Светлый фон

Фебо, как и Томмазо, Микеланджело дарил сонеты, а сонетов в те годы он сочинил множество. В стихах, вероятно посвященных Фебо, обыгрывается значение его фамилии Поджо («холм»), его «солнечное» имя, а сам юноша уподобляется Фебу, или Аполлону, или богу солнца[1229]. Однако единственное сохранившееся письмо, отправленное Фебо к Микеланджело, кажется неискренним и корыстным, оно ничем не схоже с изысканными, но проникнутыми искренней преданностью письмами Томмазо[1230].

Оно датировано 14 января 1535 года. Фебо утверждает, что не сумел отлучиться, чтобы попрощаться с Микеланджело в тот день, когда уехал из Флоренции, но нисколько не сердится на него, поскольку видит в нем едва ли не отца. Впрочем, Фебо не потрудился дать знать о себе в течение следующих трех с половиной месяцев, которые провел в Пизе. Теперь, вернувшись во Флоренцию и нуждаясь в деньгах, Фебо с радостью принял помощь, предложенную Микеланджело, и попросил его прислать денежный перевод на имя своего банкира, надеясь получить наличные. Чрезвычайно маловероятно, чтобы любовь Микеланджело к Томмазо Кавальери обрела какое-то физическое выражение; однако трудно поверить, что его отношения с Фебо были столь же чисты.

Искушение грехом – сюжет рисунка Микеланджело, озаглавленного «Сон» («Il Sogno»)[1231]. Вазари причисляет его к группе, в которую входят «Ганимед», «Наказание Тития» и другие, созданные для Томмазо, но когда именно он был исполнен, мы не знаем. На этом графическом листе изображен идеально стройный, атлетически сложенный молодой человек, облокотившийся на сферу, которая, вероятно, призвана символизировать земной шар. Юноша сидит на некоем ящике, в котором лежат усмехающиеся театральные маски, видимо аллегорически представляющие всю тщету и обманчивость земных наслаждений, устремлений и замыслов.
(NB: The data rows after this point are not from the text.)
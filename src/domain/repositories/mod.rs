//! Repository trait definitions for the domain layer.
//!
//! # Architecture
//!
//! - Traits define the contract for data operations
//! - Implementations live in `crate::infrastructure::persistence`
//! - Mock implementations are auto-generated via `mockall` for testing

pub mod mapping_store;

pub use mapping_store::MappingStore;

#[cfg(test)]
pub use mapping_store::MockMappingStore;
Они напоминают мрачную и зловещую маску, скрывающуюся под рукой «Ночи» в капелле Медичи.

За спиной молодого человека кольцом расположились пороки, в том числе гнев, алчность и прежде всего похоть, которую представляют нагие обнявшиеся любовники. В облаках над ними парит, полустертый в прошлом каким-то ханжеским владельцем рисунка, массивный, возбужденный пенис, воздетый кверху словно пушечный ствол, – наиболее откровенный сексуальный образ, когда-либо созданный Микеланджело.
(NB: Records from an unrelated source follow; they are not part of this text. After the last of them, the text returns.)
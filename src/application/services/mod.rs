//! Business logic services for the application layer.

pub mod shortener_service;

pub use shortener_service::{CollisionPolicy, ShortenerService};
//! Mapping entities: a short code bound to its original URL.

use chrono::{DateTime, Utc};
use serde::{Deserialize, Serialize};

/// A stored (short code → URL) association.
///
/// The code is derived from the URL, so for any code at most one record
/// exists and re-shortening the same URL rewrites an identical record.
/// The URL is kept exactly as submitted; no normalization is applied.
#[derive(Debug, Clone, PartialEq, Serialize, Deserialize)]
pub struct UrlRecord {
    pub code: String,
    pub long_url: String,
    pub created_at: DateTime<Utc>,
}

impl UrlRecord {
    /// Creates a new UrlRecord instance.
    pub fn new(code: String, long_url: String, created_at: DateTime<Utc>) -> Self {
        Self {
            code,
            long_url,
            created_at,
        }
    }
}

/// Input data for persisting a mapping.
///
/// `created_at` is assigned by the store at write time.
#[derive(Debug, Clone, PartialEq)]
pub struct NewRecord {
    pub code: String,
    pub long_url: String,
}
#![allow(dead_code)]

use async_trait::async_trait;
use serde_json::json;
use std::sync::Arc;
use std::time::Duration;

use hexlink::application::services::{CollisionPolicy, ShortenerService};
use hexlink::domain::entities::{NewRecord, UrlRecord};
use hexlink::domain::repositories::MappingStore;
use hexlink::error::AppError;
use hexlink::infrastructure::persistence::MemoryMappingStore;
use hexlink::state::AppState;

pub const TEST_TIMEOUT: Duration = Duration::from_secs(5);

pub fn create_test_state() -> (AppState, Arc<MemoryMappingStore>) {
    create_test_state_with_policy(CollisionPolicy::Overwrite)
}

pub fn create_test_state_with_policy(
    policy: CollisionPolicy,
) -> (AppState, Arc<MemoryMappingStore>) {
    let store = Arc::new(MemoryMappingStore::new());
    let shortener = Arc::new(ShortenerService::new(store.clone(), policy, TEST_TIMEOUT));

    (AppState { shortener }, store)
}

pub async fn seed_mapping(store: &MemoryMappingStore, code: &str, url: &str) {
    store
        .put(NewRecord {
            code: code.to_string(),
            long_url: url.to_string(),
        })
        .await
        .unwrap();
}

/// Store whose every operation fails, for exercising 503 paths.
pub struct FailingStore;

#[async_trait]
impl MappingStore for FailingStore {
    async fn put(&self, _record: NewRecord) -> Result<(), AppError> {
        Err(AppError::store_unavailable("Store offline", json!({})))
    }

    async fn get(&self, _code: &str) -> Result<Option<UrlRecord>, AppError> {
        Err(AppError::store_unavailable("Store offline", json!({})))
    }

    async fn health_check(&self) -> bool {
        false
    }
}

pub fn create_failing_state() -> AppState {
    let shortener = Arc::new(ShortenerService::new(
        Arc::new(FailingStore),
        CollisionPolicy::Overwrite,
        TEST_TIMEOUT,
    ));

    AppState { shortener }
}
Впрочем, молодого человека на этом аллегорическом рисунке от грозящих ему искушений отвращает обнаженный крылатый гений, слетающий с небес и дующий в трубу, направленную прямо в лоб главному герою. Таким образом, душа его пробуждается, отринув порок и устремившись к добродетели. Как мы уже видели, в жизни самого Микеланджело на рубеже пятидесяти – пятидесяти пяти лет чувственная страсть стала играть более важную роль, чем когда-либо прежде. Именно в эти годы, как указывал переводчик и исследователь его стихов Джеймс Сэслоу, он сочинил «первый массив любовной поэзии на родном языке в европейской традиции Нового времени, обращенный мужчиной к другому мужчине»[1232]. Несколько сонетов он адресовал Фебо, но бо́льшую часть, судя по всему, – Томмазо.